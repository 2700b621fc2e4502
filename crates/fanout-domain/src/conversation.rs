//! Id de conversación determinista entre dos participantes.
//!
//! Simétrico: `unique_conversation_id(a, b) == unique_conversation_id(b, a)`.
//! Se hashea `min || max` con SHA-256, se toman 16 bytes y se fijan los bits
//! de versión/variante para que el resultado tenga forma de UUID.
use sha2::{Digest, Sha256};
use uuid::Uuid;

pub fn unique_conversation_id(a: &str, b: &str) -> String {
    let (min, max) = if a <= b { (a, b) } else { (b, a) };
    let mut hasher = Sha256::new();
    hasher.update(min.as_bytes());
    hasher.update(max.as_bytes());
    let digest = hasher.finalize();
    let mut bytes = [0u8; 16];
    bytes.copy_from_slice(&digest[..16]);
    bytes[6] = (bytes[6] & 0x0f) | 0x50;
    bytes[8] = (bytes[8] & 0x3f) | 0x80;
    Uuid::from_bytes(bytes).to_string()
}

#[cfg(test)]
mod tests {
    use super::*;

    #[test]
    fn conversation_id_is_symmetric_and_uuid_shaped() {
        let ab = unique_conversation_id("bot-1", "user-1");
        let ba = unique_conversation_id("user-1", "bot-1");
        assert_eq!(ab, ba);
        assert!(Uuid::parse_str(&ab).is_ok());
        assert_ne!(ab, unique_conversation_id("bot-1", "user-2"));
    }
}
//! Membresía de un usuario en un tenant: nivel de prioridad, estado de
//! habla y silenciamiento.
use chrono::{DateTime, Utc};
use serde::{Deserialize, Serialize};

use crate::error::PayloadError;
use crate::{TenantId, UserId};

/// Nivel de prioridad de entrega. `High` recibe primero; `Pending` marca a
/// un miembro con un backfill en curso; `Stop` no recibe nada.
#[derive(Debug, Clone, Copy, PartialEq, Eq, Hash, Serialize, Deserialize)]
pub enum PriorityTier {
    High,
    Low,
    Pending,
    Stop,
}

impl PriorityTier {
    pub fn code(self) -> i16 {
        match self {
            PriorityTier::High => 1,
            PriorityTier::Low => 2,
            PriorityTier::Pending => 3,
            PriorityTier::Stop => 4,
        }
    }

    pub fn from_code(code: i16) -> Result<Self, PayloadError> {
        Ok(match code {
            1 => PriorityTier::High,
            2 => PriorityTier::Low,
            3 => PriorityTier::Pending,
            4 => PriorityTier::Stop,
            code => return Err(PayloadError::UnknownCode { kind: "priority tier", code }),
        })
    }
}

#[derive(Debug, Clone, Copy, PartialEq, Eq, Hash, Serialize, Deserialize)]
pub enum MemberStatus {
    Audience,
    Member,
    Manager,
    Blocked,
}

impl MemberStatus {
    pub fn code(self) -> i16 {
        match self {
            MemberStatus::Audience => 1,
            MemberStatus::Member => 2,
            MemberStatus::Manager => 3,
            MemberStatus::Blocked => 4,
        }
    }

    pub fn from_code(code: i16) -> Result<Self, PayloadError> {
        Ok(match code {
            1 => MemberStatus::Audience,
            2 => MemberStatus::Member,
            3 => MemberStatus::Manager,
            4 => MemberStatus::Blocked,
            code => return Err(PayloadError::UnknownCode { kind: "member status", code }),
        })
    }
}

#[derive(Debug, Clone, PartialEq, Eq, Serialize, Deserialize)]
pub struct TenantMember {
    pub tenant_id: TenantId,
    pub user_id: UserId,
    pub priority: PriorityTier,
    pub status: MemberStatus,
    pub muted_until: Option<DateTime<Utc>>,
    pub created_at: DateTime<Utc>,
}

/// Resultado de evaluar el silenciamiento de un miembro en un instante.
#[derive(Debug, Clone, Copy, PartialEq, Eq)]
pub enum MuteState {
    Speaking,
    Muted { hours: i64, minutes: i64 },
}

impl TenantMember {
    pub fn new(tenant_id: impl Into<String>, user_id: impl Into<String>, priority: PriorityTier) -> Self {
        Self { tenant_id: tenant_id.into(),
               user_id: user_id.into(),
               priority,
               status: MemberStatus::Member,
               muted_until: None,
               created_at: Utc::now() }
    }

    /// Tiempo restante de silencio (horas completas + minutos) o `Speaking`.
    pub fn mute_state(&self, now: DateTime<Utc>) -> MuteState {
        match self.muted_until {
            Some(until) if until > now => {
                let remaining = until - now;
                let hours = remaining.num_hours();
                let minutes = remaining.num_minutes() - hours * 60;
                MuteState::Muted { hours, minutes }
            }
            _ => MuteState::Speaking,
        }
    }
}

--------

The reply should restate the records above in full, character for character.

- **Solved exercise**
repository 2700b621fc2e4502
filename crates/fanout-domain/src/conversation.rs
//! Id de conversación determinista entre dos participantes.
//!
//! Simétrico: `unique_conversation_id(a, b) == unique_conversation_id(b, a)`.
//! Se hashea `min || max` con SHA-256, se toman 16 bytes y se fijan los bits
//! de versión/variante para que el resultado tenga forma de UUID.
use sha2::{Digest, Sha256};
use uuid::Uuid;

pub fn unique_conversation_id(a: &str, b: &str) -> String {
    let (min, max) = if a <= b { (a, b) } else { (b, a) };
    let mut hasher = Sha256::new();
    hasher.update(min.as_bytes());
    hasher.update(max.as_bytes());
    let digest = hasher.finalize();
    let mut bytes = [0u8; 16];
    bytes.copy_from_slice(&digest[..16]);
    bytes[6] = (bytes[6] & 0x0f) | 0x50;
    bytes[8] = (bytes[8] & 0x3f) | 0x80;
    Uuid::from_bytes(bytes).to_string()
}

#[cfg(test)]
mod tests {
    use super::*;

    #[test]
    fn conversation_id_is_symmetric_and_uuid_shaped() {
        let ab = unique_conversation_id("bot-1", "user-1");
        let ba = unique_conversation_id("user-1", "bot-1");
        assert_eq!(ab, ba);
        assert!(Uuid::parse_str(&ab).is_ok());
        assert_ne!(ab, unique_conversation_id("bot-1", "user-2"));
    }
}
//! Membresía de un usuario en un tenant: nivel de prioridad, estado de
//! habla y silenciamiento.
use chrono::{DateTime, Utc};
use serde::{Deserialize, Serialize};

use crate::error::PayloadError;
use crate::{TenantId, UserId};

/// Nivel de prioridad de entrega. `High` recibe primero; `Pending` marca a
/// un miembro con un backfill en curso; `Stop` no recibe nada.
#[derive(Debug, Clone, Copy, PartialEq, Eq, Hash, Serialize, Deserialize)]
pub enum PriorityTier {
    High,
    Low,
    Pending,
    Stop,
}

impl PriorityTier {
    pub fn code(self) -> i16 {
        match self {
            PriorityTier::High => 1,
            PriorityTier::Low => 2,
            PriorityTier::Pending => 3,
            PriorityTier::Stop => 4,
        }
    }

    pub fn from_code(code: i16) -> Result<Self, PayloadError> {
        Ok(match code {
            1 => PriorityTier::High,
            2 => PriorityTier::Low,
            3 => PriorityTier::Pending,
            4 => PriorityTier::Stop,
            code => return Err(PayloadError::UnknownCode { kind: "priority tier", code }),
        })
    }
}

#[derive(Debug, Clone, Copy, PartialEq, Eq, Hash, Serialize, Deserialize)]
pub enum MemberStatus {
    Audience,
    Member,
    Manager,
    Blocked,
}

impl MemberStatus {
    pub fn code(self) -> i16 {
        match self {
            MemberStatus::Audience => 1,
            MemberStatus::Member => 2,
            MemberStatus::Manager => 3,
            MemberStatus::Blocked => 4,
        }
    }

    pub fn from_code(code: i16) -> Result<Self, PayloadError> {
        Ok(match code {
            1 => MemberStatus::Audience,
            2 => MemberStatus::Member,
            3 => MemberStatus::Manager,
            4 => MemberStatus::Blocked,
            code => return Err(PayloadError::UnknownCode { kind: "member status", code }),
        })
    }
}

#[derive(Debug, Clone, PartialEq, Eq, Serialize, Deserialize)]
pub struct TenantMember {
    pub tenant_id: TenantId,
    pub user_id: UserId,
    pub priority: PriorityTier,
    pub status: MemberStatus,
    pub muted_until: Option<DateTime<Utc>>,
    pub created_at: DateTime<Utc>,
}

/// Resultado de evaluar el silenciamiento de un miembro en un instante.
#[derive(Debug, Clone, Copy, PartialEq, Eq)]
pub enum MuteState {
    Speaking,
    Muted { hours: i64, minutes: i64 },
}

impl TenantMember {
    pub fn new(tenant_id: impl Into<String>, user_id: impl Into<String>, priority: PriorityTier) -> Self {
        Self { tenant_id: tenant_id.into(),
               user_id: user_id.into(),
               priority,
               status: MemberStatus::Member,
               muted_until: None,
               created_at: Utc::now() }
    }

    /// Tiempo restante de silencio (horas completas + minutos) o `Speaking`.
    pub fn mute_state(&self, now: DateTime<Utc>) -> MuteState {
        match self.muted_until {
            Some(until) if until > now => {
                let remaining = until - now;
                let hours = remaining.num_hours();
                let minutes = remaining.num_minutes() - hours * 60;
                MuteState::Muted { hours, minutes }
            }
            _ => MuteState::Speaking,
        }
    }
}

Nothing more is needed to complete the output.